In the entries below, how many lines include "EMOJIS"? Reply with the number and nothing more.

◆ Collected data

- - - - - - -

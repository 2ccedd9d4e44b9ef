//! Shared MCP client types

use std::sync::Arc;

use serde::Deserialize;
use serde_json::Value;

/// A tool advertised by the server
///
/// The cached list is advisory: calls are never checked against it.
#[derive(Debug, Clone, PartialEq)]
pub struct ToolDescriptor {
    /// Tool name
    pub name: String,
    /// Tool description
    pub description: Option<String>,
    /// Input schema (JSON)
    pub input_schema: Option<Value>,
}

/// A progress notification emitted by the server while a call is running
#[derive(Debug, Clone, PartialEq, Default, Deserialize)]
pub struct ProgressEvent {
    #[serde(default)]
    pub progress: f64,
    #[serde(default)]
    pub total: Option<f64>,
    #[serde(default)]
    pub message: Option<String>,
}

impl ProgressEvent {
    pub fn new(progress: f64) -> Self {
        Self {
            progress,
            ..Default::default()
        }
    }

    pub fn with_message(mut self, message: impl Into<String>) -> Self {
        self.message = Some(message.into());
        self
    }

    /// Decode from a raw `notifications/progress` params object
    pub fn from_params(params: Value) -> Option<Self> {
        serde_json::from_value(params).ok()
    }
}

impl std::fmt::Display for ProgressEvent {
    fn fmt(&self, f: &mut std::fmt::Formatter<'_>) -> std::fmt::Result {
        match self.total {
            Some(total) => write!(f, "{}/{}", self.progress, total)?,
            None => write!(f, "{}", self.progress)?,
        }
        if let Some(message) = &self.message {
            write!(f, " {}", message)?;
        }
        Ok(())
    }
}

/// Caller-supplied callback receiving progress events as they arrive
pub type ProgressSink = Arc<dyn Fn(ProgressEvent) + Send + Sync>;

- - - - - - -

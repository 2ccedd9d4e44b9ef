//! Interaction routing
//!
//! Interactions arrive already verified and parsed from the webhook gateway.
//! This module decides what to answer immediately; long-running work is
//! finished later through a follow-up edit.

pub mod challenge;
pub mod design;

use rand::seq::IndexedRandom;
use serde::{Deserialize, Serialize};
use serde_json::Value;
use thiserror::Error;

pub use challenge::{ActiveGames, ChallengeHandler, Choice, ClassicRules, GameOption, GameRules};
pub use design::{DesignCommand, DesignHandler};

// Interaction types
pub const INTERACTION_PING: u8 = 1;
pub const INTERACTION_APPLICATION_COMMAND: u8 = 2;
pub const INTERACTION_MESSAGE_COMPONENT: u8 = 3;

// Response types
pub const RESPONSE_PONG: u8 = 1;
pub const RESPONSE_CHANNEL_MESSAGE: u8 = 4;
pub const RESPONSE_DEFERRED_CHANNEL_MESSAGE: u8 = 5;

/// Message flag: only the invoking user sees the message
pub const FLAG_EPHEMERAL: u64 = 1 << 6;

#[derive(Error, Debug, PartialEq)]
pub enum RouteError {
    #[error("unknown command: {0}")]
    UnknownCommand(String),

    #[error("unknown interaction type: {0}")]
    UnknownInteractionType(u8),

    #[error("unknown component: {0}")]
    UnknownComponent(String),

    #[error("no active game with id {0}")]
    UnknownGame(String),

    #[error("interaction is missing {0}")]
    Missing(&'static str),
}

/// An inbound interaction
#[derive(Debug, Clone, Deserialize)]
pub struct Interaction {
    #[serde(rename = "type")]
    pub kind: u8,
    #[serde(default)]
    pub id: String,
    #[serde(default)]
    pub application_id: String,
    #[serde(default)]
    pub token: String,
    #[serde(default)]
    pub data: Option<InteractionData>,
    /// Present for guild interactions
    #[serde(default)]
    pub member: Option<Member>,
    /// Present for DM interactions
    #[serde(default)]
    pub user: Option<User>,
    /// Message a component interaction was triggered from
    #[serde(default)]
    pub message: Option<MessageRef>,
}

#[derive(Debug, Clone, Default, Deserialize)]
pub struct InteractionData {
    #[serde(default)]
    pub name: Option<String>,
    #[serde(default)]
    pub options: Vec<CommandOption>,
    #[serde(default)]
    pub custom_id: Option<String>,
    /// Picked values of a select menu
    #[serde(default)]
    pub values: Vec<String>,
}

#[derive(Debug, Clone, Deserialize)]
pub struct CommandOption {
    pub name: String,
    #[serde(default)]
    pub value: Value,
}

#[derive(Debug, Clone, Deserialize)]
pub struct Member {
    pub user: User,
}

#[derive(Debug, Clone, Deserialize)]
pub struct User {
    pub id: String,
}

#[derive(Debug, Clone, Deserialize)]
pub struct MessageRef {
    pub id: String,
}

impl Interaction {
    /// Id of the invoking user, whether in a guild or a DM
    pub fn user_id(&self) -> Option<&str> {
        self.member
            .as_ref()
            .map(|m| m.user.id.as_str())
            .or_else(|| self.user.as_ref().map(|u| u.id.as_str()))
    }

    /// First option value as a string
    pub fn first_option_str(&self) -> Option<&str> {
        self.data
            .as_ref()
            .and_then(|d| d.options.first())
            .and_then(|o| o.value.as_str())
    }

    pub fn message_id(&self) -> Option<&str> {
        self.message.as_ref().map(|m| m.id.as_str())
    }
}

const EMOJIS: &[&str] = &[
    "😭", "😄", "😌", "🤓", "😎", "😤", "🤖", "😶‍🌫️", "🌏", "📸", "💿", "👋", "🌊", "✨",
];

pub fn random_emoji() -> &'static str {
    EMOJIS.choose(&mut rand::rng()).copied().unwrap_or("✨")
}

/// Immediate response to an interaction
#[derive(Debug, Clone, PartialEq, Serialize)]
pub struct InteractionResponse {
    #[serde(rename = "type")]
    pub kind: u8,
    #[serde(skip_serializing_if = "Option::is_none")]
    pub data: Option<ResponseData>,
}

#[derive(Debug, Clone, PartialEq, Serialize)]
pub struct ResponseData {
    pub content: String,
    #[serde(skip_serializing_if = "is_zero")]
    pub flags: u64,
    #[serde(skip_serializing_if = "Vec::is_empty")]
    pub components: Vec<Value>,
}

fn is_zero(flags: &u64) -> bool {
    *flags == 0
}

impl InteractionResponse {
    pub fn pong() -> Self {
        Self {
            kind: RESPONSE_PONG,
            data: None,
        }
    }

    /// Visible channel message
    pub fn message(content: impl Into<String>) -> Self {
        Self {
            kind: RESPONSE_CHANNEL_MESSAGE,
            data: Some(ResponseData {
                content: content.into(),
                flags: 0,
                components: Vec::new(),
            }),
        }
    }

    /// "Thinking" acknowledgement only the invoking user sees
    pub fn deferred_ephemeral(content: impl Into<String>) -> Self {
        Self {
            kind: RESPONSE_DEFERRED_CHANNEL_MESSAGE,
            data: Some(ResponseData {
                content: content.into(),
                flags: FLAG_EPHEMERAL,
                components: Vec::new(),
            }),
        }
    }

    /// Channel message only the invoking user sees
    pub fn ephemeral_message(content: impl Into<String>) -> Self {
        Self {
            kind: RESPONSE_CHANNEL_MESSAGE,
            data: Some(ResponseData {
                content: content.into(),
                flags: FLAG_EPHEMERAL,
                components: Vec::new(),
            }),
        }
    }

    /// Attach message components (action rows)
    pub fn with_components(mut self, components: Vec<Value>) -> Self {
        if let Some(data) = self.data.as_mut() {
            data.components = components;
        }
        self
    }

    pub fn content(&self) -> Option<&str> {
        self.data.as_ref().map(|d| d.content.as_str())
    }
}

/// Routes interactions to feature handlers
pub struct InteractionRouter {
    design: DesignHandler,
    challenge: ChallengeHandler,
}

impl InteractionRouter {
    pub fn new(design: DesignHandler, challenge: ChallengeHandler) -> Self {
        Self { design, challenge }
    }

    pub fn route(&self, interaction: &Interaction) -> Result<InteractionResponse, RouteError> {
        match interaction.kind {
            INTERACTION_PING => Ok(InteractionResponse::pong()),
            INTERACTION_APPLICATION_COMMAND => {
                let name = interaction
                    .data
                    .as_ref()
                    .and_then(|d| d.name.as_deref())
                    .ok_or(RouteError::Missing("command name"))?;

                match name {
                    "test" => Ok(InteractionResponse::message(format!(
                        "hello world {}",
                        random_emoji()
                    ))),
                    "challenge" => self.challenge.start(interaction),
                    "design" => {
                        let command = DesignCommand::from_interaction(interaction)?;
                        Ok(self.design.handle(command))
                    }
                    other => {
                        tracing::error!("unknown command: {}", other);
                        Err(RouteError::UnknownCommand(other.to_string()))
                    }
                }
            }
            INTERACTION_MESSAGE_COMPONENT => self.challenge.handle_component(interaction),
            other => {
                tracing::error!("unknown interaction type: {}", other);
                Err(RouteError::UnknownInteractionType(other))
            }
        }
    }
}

- - - - - - -

◆ Response to this exercise
2